01/10/2021
Entretien de Rodica Draghincescu avec Béatrice Bonhomme (extraits)
Rodica Draghincescu : Le texte poétique est de la langue sensible qui se distingue d'un discours banal. La langue du poète obéit à un grand nombre de contraintes et de limites de tout genre, elle a peu de libertés. Une poésie est faite des langues et des univers sémantiques d'autres poésies. Le poète doit-il savoir apprendre, maîtriser et oublier les autres poètes pour apporter et offrir son originalité au monde ?
Béatrice Bonhomme : Il est certain, et l'on rencontre alors la pensée de Francis Ponge, qu'il est bien difficile de faire du nouveau avec des mots qui sont codifiés par des voix collectives qui parlent en nous, à notre place si nous n'y prenons garde, tout ce qui nous fait ressembler aux autres et qui étouffe la voix du plus précieux. Ainsi Ponge avoue son dégoût pour la radio comme boîte à ordures du langage. On pourrait y ajouter aujourd'hui la télévision et bien d'autres médias. Les paroles sont toutes faites, "elles s'expriment, mais ne m'expriment point" dit ainsi le poète. Le langage, c'est "un tas de vieux chiffons pas à prendre avec des pincettes" (d'où la lessiveuse, si utile !). Il faut apprendre à parler contre les paroles, inventer sa propre rhétorique qui est l'art de donner la parole à la minorité de soi. Car l'écriture est un combat comme l'écriture d'Artaud ou l'écriture de Kafka l'étaient. Le geste de forage crevant la feuille de papier se transforme en geste de danse et de combat, dans un acte infini de guerre. Dès lors, ce dont on ne peut parler, il faut le dire. Kafka le savait qui notait qu'il se décidait continuellement à la manière d'un boxeur. Il aurait pu dire cela d'un poète. On peut penser aussi à Dupin comme boxeur, danseur de l'écriture, militant. C'est à ce prix que la poésie reste dans l'ensemble des discours que nous propose la société, le discours alternatif.
Rodica Draghincescu : Un discours de résistance ?
Béatrice Bonhomme : Oui, le discours de résistance. Tenter de trouver sa voix originale, même si tout le monde n'est pas Rimbaud... Je n'ai pas cette prétention ! En outre, vous avez raison, il y a aussi tous les écrivains, tous les poètes qui ont parlé avant nous et dont, sans parfois même le savoir, nous sommes tributaires. Il est bien difficile d'apporter ne serait-ce qu'un mince filet de voix qui reste original et nouveau. C'est ce que nous espérons tous, pourtant. Mais ne nous faisons pas trop d'illusions.
Rodica Draghincescu : Pourriez-vous nous parler de vos libertés, de vos contraintes et vos limites en poésie?
Béatrice Bonhomme : Ma seule liberté, c'est peut-être de ne vouloir tenir compte ni des modes, ni des écoles ou des mots d'ordre poétiques, lyrisme, littéralité, textique... tout cela m'est indifférent. D'ailleurs, je me sens en dehors des circuits comme ma revue elle même (ndlr : la revue Nu(e), qui compte 71 numéros, actuellement diffusée au format électronique) qui a toujours voulu publier des poètes de tous les bords et de toutes les écritures pourvu qu'elles soient exigeantes. Même géographiquement, je suis un peu en marge. Nice est un peu situé aux confins ! Rares sont ceux qui ont lu mon travail, je n'ai jamais eu de reconnaissance officielle. Je n'ai pas publié chez de grands éditeurs. Je continue à faire ce que j'ai à faire. Ma liberté est donc assez grande, car je n'attends rien de plus que le fait d'écrire.
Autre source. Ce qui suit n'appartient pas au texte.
// =====================================================================================
// CSV INGEST AND EXPORT
// =====================================================================================

use std::io::Write;

use doula_scheduler::form::save_schedule_csv;
use doula_scheduler::parser::load_submissions;
use doula_scheduler::schedule::{generate_schedule, Rank};
use doula_scheduler::IngestError;

const SUBMISSIONS: &str = "\
name,births,month,year,unavailable,admin_days,admin_available,preferred
Ada,4,February,2026,\"Feb 2, Feb 3\",,\"Feb 1, Feb 2, Feb 3, Feb 4\",Feb 9 AM
Bea,4,2,2026,Feb 14,Feb 5,\"Feb 5, Feb 6\",
Cat,4,Feb,2026,,,,
Dee,4,February,2026,,,,\"Feb 20 PM, Feb 21 AM\"
Eli,6,March,2026,,,,
";

#[test]
fn test_loaded_file_drives_a_schedule() {
    let mut file = tempfile::NamedTempFile::new().unwrap();
    file.write_all(SUBMISSIONS.as_bytes()).unwrap();

    let records = load_submissions(file.path()).unwrap();
    assert_eq!(records.len(), 5);

    let generated = generate_schedule(&records, 2, 2026, 11).unwrap();
    assert_eq!(generated.schedule.days.len(), 28);
    assert_eq!(generated.providers.len(), 4);
    assert!(generated.tally("Eli").is_none());

    let feb_5 = &generated.schedule.days[4];
    assert_ne!(feb_5.get(Rank::Admin), Some("Bea"));
    for day in &generated.schedule.days[1..3] {
        assert_eq!(day.rank_of("Ada"), None);
    }
}

#[test]
fn test_schedule_csv_written_to_disk() {
    let dir = tempfile::tempdir().unwrap();
    let mut file = tempfile::NamedTempFile::new_in(dir.path()).unwrap();
    file.write_all(SUBMISSIONS.as_bytes()).unwrap();

    let records = load_submissions(file.path()).unwrap();
    let generated = generate_schedule(&records, 2, 2026, 4).unwrap();

    let out = dir.path().join("schedule_feb_2026.csv");
    save_schedule_csv(&generated.schedule, &out).unwrap();

    let written = std::fs::read_to_string(&out).unwrap();
    let lines: Vec<&str> = written.lines().collect();
    assert_eq!(lines.len(), 29);
    assert_eq!(lines[0], "Date,1st On Call,2nd On Call,3rd On Call,Admin");
    assert!(lines[1].starts_with("Feb 1,"));
    assert!(lines[28].starts_with("Feb 28,"));
}

#[test]
fn test_missing_column_reported() {
    let mut file = tempfile::NamedTempFile::new().unwrap();
    file.write_all(b"name,births,year\nAda,4,2026\n").unwrap();

    assert!(matches!(
        load_submissions(file.path()),
        Err(IngestError::MissingColumn("month"))
    ));
}

#[test]
fn test_bad_row_reports_line() {
    let mut file = tempfile::NamedTempFile::new().unwrap();
    file.write_all(b"name,births,month,year\nAda,4,Feb,2026\nBea,lots,Feb,2026\n")
        .unwrap();

    match load_submissions(file.path()) {
        Err(IngestError::InvalidRow { line, .. }) => assert_eq!(line, 3),
        other => panic!("expected an invalid row, got {:?}", other),
    }
}

#[test]
fn test_missing_file_is_io_error() {
    let dir = tempfile::tempdir().unwrap();
    assert!(matches!(
        load_submissions(dir.path().join("absent.csv")),
        Err(IngestError::Io(_))
    ));
}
Rodica Draghincescu : A travers mes discussions avec le public amateur de poésie, j'ai constaté que les lecteurs lisent les poètes de jadis plus que ceux d'aujourd'hui, surtout lors des commémorations.
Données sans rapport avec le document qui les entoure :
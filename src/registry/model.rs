use std::collections::{BTreeMap, BTreeSet};

use serde::{Deserialize, Serialize};

use crate::system::os::PlatformTag;

#[derive(Debug, Clone, PartialEq, Serialize, Deserialize)]
pub struct AppEntry {
    pub id: String,
    pub name: String,
    #[serde(default)]
    pub description: String,
    #[serde(default)]
    pub category: String,
    #[serde(default)]
    pub tags: BTreeSet<String>,
    #[serde(default)]
    pub icon: Option<String>,
    #[serde(default)]
    pub size_bytes: Option<u64>,
    #[serde(default)]
    pub platforms: BTreeMap<String, PlatformAction>,
}

impl AppEntry {
    /// Action record for `platform`, falling back to the `web` record.
    pub fn action_for(&self, platform: PlatformTag) -> Option<&PlatformAction> {
        self.platforms
            .get(platform.as_str())
            .or_else(|| self.platforms.get(PlatformTag::Web.as_str()))
    }
}

/// Optional URL-shaped capabilities for one platform. Presence is the only
/// signal; empty strings count as absent.
#[derive(Debug, Clone, Default, PartialEq, Eq, Serialize, Deserialize)]
pub struct PlatformAction {
    #[serde(default, skip_serializing_if = "Option::is_none")]
    pub installer_url: Option<String>,
    #[serde(default, skip_serializing_if = "Option::is_none")]
    pub playstore_url: Option<String>,
    #[serde(default, skip_serializing_if = "Option::is_none")]
    pub app_store_url: Option<String>,
    #[serde(default, skip_serializing_if = "Option::is_none")]
    pub url: Option<String>,
    #[serde(default, skip_serializing_if = "Option::is_none")]
    pub deep_link: Option<String>,
}

impl PlatformAction {
    pub fn installer_url(&self) -> Option<&str> {
        present(&self.installer_url)
    }

    pub fn playstore_url(&self) -> Option<&str> {
        present(&self.playstore_url)
    }

    pub fn app_store_url(&self) -> Option<&str> {
        present(&self.app_store_url)
    }

    pub fn url(&self) -> Option<&str> {
        present(&self.url)
    }

    pub fn deep_link(&self) -> Option<&str> {
        present(&self.deep_link)
    }
}

fn present(field: &Option<String>) -> Option<&str> {
    match field.as_deref() {
        Some(value) if !value.trim().is_empty() => Some(value),
        _ => None,
    }
}

#[cfg(test)]
mod tests {
    use super::*;

    #[test]
    fn test_minimal_entry_parses() {
        let json = r#"[{"id":"a1","name":"Demo","platforms":{"android":{"playstore_url":"https://play/x"}}}]"#;
        let entries: Vec<AppEntry> = serde_json::from_str(json).unwrap();
        assert_eq!(entries.len(), 1);
        assert_eq!(entries[0].description, "");
        assert_eq!(entries[0].size_bytes, None);
        let action = entries[0].action_for(PlatformTag::Android).unwrap();
        assert_eq!(action.playstore_url(), Some("https://play/x"));
    }

    #[test]
    fn test_unknown_platform_keys_tolerated() {
        let json = r#"{"id":"a","name":"A","platforms":{"linux":{"url":"https://a"},"web":{"url":"https://w"}}}"#;
        let entry: AppEntry = serde_json::from_str(json).unwrap();
        assert_eq!(
            entry.action_for(PlatformTag::Windows).and_then(|a| a.url()),
            Some("https://w")
        );
    }

    #[test]
    fn test_action_for_without_web_is_none() {
        let json = r#"{"id":"a","name":"A","platforms":{"ios":{"app_store_url":"https://apps.apple.com/app/1"}}}"#;
        let entry: AppEntry = serde_json::from_str(json).unwrap();
        assert!(entry.action_for(PlatformTag::Android).is_none());
        assert!(entry.action_for(PlatformTag::Ios).is_some());
    }

    #[test]
    fn test_blank_fields_are_absent() {
        let action = PlatformAction {
            url: Some("  ".into()),
            deep_link: Some(String::new()),
            ..Default::default()
        };
        assert_eq!(action.url(), None);
        assert_eq!(action.deep_link(), None);
    }
}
Béatrice Bonhomme : Oui, c'est vrai sans doute. Les commémorations sont de toutes façons davantage propices à des lectures de poèmes rimés, plus faciles à mémoriser que les formes de la poésie contemporaine. D'ailleurs, je ne crois pas que les commémorations soient très "poétiques"... Les commémorations ont quelque chose d'emphatique que fuit la poésie contemporaine, justement. En ce qui concerne la suite de votre question, la poésie s'est en effet coupée du grand public, peut-être parce que les recherches conceptuelles, métatextuelles, intellectuelles, ont un peu effrayé le public, à un certain moment même si la poésie en est revenue (mais peut-être pas le public...)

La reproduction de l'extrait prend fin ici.